PROBLEM – Look through the entries below, please, and copy every line with the word "super".

=== MATERIAL PROVIDED ===

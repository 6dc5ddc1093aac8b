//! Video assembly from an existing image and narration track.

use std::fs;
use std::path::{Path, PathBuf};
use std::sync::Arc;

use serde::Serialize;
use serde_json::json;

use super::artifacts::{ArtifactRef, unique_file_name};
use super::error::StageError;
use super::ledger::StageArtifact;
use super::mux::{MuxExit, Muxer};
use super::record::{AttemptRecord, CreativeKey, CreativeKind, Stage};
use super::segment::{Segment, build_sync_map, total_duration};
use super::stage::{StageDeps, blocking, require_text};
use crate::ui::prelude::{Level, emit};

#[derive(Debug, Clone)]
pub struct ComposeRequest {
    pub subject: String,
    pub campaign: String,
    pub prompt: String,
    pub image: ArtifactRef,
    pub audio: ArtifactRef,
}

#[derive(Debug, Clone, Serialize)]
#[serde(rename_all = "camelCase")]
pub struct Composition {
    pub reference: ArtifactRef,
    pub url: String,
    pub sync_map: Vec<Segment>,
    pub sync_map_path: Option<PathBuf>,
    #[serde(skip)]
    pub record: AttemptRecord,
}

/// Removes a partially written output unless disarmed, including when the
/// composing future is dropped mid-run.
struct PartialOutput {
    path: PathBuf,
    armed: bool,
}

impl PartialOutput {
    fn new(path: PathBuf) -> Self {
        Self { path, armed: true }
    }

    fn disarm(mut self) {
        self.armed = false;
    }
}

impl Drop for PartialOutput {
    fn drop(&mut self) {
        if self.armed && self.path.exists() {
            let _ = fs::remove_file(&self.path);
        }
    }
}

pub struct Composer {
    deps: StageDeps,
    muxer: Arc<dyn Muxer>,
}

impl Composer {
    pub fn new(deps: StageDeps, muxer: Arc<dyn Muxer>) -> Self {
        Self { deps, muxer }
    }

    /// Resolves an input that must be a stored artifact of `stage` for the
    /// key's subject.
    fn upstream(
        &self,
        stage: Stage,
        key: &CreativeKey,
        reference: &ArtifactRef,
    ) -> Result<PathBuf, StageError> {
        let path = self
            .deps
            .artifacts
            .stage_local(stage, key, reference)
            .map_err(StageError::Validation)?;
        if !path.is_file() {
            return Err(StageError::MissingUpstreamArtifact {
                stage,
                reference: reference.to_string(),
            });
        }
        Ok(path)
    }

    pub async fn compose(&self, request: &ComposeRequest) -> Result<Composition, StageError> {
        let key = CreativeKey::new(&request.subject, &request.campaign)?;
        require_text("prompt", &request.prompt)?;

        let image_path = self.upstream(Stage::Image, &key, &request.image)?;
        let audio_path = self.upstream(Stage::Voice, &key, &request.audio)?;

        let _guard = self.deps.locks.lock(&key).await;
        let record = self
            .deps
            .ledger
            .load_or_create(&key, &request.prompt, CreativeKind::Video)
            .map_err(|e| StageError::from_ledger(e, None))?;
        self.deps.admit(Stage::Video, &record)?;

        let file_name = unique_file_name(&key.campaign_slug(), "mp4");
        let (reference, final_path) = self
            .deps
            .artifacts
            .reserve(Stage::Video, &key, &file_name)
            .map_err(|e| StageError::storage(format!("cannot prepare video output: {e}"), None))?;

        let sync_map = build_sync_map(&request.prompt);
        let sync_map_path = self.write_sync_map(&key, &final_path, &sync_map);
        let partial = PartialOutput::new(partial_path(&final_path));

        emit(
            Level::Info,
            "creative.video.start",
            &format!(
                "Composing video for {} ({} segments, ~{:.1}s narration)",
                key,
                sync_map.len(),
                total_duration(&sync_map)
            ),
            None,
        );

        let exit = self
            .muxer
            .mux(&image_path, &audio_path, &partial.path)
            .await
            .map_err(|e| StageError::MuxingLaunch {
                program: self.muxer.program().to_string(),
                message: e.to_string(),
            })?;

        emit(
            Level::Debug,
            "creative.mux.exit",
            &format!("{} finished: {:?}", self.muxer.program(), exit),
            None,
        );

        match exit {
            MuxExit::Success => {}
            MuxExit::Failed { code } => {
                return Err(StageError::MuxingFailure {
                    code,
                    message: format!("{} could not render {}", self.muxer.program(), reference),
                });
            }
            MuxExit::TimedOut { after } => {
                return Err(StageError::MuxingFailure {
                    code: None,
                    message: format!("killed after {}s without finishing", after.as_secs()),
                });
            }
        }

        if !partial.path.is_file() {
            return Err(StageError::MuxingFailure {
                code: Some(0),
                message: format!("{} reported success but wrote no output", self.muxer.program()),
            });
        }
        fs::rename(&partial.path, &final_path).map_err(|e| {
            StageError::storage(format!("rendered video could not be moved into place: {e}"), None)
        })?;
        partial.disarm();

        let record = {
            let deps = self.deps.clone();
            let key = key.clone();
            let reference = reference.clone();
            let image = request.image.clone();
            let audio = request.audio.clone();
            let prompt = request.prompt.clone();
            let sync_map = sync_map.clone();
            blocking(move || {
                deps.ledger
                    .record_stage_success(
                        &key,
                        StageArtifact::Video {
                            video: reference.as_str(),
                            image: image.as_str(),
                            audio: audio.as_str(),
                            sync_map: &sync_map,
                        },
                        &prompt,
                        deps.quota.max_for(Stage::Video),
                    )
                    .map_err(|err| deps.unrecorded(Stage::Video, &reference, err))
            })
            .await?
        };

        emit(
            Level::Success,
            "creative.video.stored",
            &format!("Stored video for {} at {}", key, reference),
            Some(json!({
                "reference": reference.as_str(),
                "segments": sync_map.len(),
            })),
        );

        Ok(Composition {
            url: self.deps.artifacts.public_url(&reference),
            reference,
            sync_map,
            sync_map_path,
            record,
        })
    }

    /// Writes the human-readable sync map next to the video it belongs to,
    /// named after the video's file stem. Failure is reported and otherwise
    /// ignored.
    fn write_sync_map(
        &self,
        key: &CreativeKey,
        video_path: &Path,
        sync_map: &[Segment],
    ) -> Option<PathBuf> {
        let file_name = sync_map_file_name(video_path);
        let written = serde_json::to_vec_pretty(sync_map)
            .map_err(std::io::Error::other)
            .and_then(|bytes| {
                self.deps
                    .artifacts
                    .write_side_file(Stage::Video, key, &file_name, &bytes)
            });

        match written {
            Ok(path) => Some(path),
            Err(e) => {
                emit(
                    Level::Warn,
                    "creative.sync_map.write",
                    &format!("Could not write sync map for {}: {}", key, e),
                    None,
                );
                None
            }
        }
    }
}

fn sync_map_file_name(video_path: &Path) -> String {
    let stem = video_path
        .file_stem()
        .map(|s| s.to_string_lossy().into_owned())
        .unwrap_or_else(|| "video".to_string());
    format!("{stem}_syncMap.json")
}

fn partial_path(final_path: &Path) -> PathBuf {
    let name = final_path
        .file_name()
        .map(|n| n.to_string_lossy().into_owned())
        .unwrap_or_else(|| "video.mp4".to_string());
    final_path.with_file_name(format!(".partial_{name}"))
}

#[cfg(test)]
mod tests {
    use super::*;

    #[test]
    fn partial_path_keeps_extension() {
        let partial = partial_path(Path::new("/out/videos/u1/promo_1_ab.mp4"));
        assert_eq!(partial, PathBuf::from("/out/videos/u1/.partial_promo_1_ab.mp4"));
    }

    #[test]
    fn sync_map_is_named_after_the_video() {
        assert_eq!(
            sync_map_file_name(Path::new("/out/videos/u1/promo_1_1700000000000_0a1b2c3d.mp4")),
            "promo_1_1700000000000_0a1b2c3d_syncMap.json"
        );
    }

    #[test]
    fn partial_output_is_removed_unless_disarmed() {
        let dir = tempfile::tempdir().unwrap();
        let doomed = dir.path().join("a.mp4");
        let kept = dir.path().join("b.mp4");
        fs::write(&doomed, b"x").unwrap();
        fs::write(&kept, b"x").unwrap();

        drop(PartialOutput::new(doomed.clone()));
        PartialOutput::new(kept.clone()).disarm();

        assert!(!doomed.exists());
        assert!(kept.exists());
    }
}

===

ANSWER SPACE –
use super::artifacts::{ArtifactRef, unique_file_name};
use super::error::StageError;
use super::ledger::StageArtifact;
use super::mux::{MuxExit, Muxer};
use super::record::{AttemptRecord, CreativeKey, CreativeKind, Stage};
use super::segment::{Segment, build_sync_map, total_duration};
use super::stage::{StageDeps, blocking, require_text};
    use super::*;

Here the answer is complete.